Journal du conteur

À la grande réunion familiale…

À la grande réunion familiale annuelle, il s’ennuie ; la mère parle trop, le père trop fort ; l’émotion de l’une l’agace autant que la joie franche et vite avinée — « Oublions tout ! » — de l’autre. Il erre de groupe en groupe où l’on se raconte l’année écoulée, à la recherche d’une échappatoire, et bientôt la trouve : la banale porte d’entrée. Qu’est-ce qui l’empêche de la franchir, de la franchir même une fois pour toutes ? Il regrette de n’avoir pas eu le courage de son frère, l’aîné, qui s’est défilé sous un si bon prétexte qu’au lieu de blâmer son absence on admire la raison même qui lui fait manquer ces chaleureuses retrouvailles… (La vraisemblance ayant ses limites, nul ne pousse toutefois la surenchère jusqu’à le plaindre.) Lui, le cadet, voudrait ne pas être là sans avoir à choisir de ne pas venir, sans avoir à décider quelle raison donner aux parents désagréablement surpris et rapidement désapprobateurs, sans avoir à décider quoi et comment répondre à leurs arguments prévisibles, aux suppliques de l’une et à la colère de l’autre. Il est donc venu quand ils l’ont appelé, comme un chien qu’on siffle. Pour avoir l’air occupé il mange et boit et déambule de pièce en pièce, tout en caressant sa honte alternativement dans le sens du poil et à rebrousse-poil, cette honte qui n’en fait qu’à sa tête, et tout à coup, il se retrouve devant une autre porte : celle du jardin. Il s’enfonce dans le noir, franchit la clôture, traverse le champ récolté du voisin. La vieille chienne s’approche sur ses larges pattes. Il s’accroupit pour caresser la peau pelée, mais la chienne recule de quelques pas, aboie trois fois, et gronde.
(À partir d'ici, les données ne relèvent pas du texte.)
impl sansio::Protocol<TaggedBytesMut, (), ()> for Gatherer {
    type Rout = ();
    type Wout = TaggedBytesMut;
    type Eout = GathererEvent;
    type Error = Error;
    type Time = Instant;

    fn handle_read(&mut self, msg: TaggedBytesMut) -> Result<()> {
        if self.closed {
            return Err(Error::ErrGathererClosed);
        }

        let mut m = Message::new();
        m.unmarshal_binary(&msg.message)?;
        if m.typ.class != CLASS_SUCCESS_RESPONSE && m.typ.class != CLASS_ERROR_RESPONSE {
            return Err(Error::ErrUnexpectedStunrequestMessage);
        }

        let Some(tr) = self.transactions.finish(&m.transaction_id) else {
            debug!(
                "[gatherer {}] no transaction {} from {}",
                self.local_addr, m.transaction_id, msg.transport.peer_addr
            );
            return Ok(());
        };
        let (index, kind) = tr.tag;
        self.handle_response(msg.now, &m, index, kind);
        self.maybe_complete();

        Ok(())
    }

    fn poll_read(&mut self) -> Option<Self::Rout> {
        None
    }

    fn handle_write(&mut self, _msg: ()) -> Result<()> {
        Ok(())
    }

    fn poll_write(&mut self) -> Option<Self::Wout> {
        self.transactions.poll_transmit()
    }

    fn handle_event(&mut self, _evt: ()) -> Result<()> {
        Ok(())
    }

    fn poll_event(&mut self) -> Option<Self::Eout> {
        self.events.pop_front()
    }

    fn handle_timeout(&mut self, now: Instant) -> Result<()> {
        if self.closed {
            return Ok(());
        }

        // Past the lifetime nothing is retransmitted or started.
        for index in 0..self.servers.len() {
            if self.keepalive_expired(index, now) {
                let cancelled = self
                    .transactions
                    .cancel_if(|tr| tr.tag == (index, RequestKind::Keepalive));
                if cancelled > 0 || self.servers[index].next_keepalive.is_some() {
                    debug!(
                        "[gatherer {}] stopping keepalives to {}",
                        self.local_addr, self.servers[index].url
                    );
                }
                self.servers[index].next_keepalive = None;
            }
        }

        self.transactions.handle_timeout(now);
        self.handle_transaction_events(now);

        for index in 0..self.servers.len() {
            let (Some(deadline), Some(address)) =
                (self.servers[index].next_keepalive, self.servers[index].address)
            else {
                continue;
            };
            if deadline > now {
                continue;
            }
            self.servers[index].next_keepalive = None;
            if let Err(err) = self.start_transaction(now, index, address, RequestKind::Keepalive) {
                warn!(
                    "[gatherer {}] keepalive to {} failed: {}",
                    self.local_addr, self.servers[index].url, err
                );
            }
        }

        Ok(())
    }

    fn poll_timeout(&mut self) -> Option<Instant> {
        if self.closed {
            return None;
        }

        let mut next = self.transactions.poll_timeout();
        for (index, server) in self.servers.iter().enumerate() {
            let deadline = server.next_keepalive.or_else(|| {
                // Outstanding keepalives are cut off when the lifetime ends.
                let lifetime = self.keepalive_lifetime()?;
                let first = server.first_request?;
                let outstanding = self
                    .transactions
                    .any(|tr| tr.tag == (index, RequestKind::Keepalive));
                outstanding.then_some(first + lifetime)
            });
            next = match (next, deadline) {
                (Some(a), Some(b)) => Some(a.min(b)),
                (a, b) => a.or(b),
            };
        }
        next
    }

    /// Cancels every timer, transaction and pending lookup.
    fn close(&mut self) -> Result<()> {
        if self.closed {
            return Ok(());
        }
        self.closed = true;
        self.transactions.delete_all();
        for server in &mut self.servers {
            server.resolver = None;
            server.next_keepalive = None;
        }
        debug!("[gatherer {}] closed", self.local_addr);
        Ok(())
    }
}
Pour l’amadouer il dit doucement : « Je suis une larve, je rampe, lent, immonde, misérable, je suis répugnant, flasque. Écrase-moi vite. — Je suis ta honte » répond la gueule hargneuse, plus dégoûtante qu’effrayante avec la bave abondante qui coule de ses babines et ses petites dents claires d’animal nourri sans effort. « Au pied ! » ne peut-il s’empêcher d’ironiser alors. Et elle vient ! En rampant même, elle s’aplatit contre ses chaussures, le regard implorant levé vers son maître — son maître ?! Impossible se dit-il, j’aurais donc tant de pouvoir sur elle ? Non, ce n’est pas possible, il s’allonge à son tour et glisse sa tête sous la gueule, pour sentir la bave chaude inonder son visage. Et il est enfin rassuré.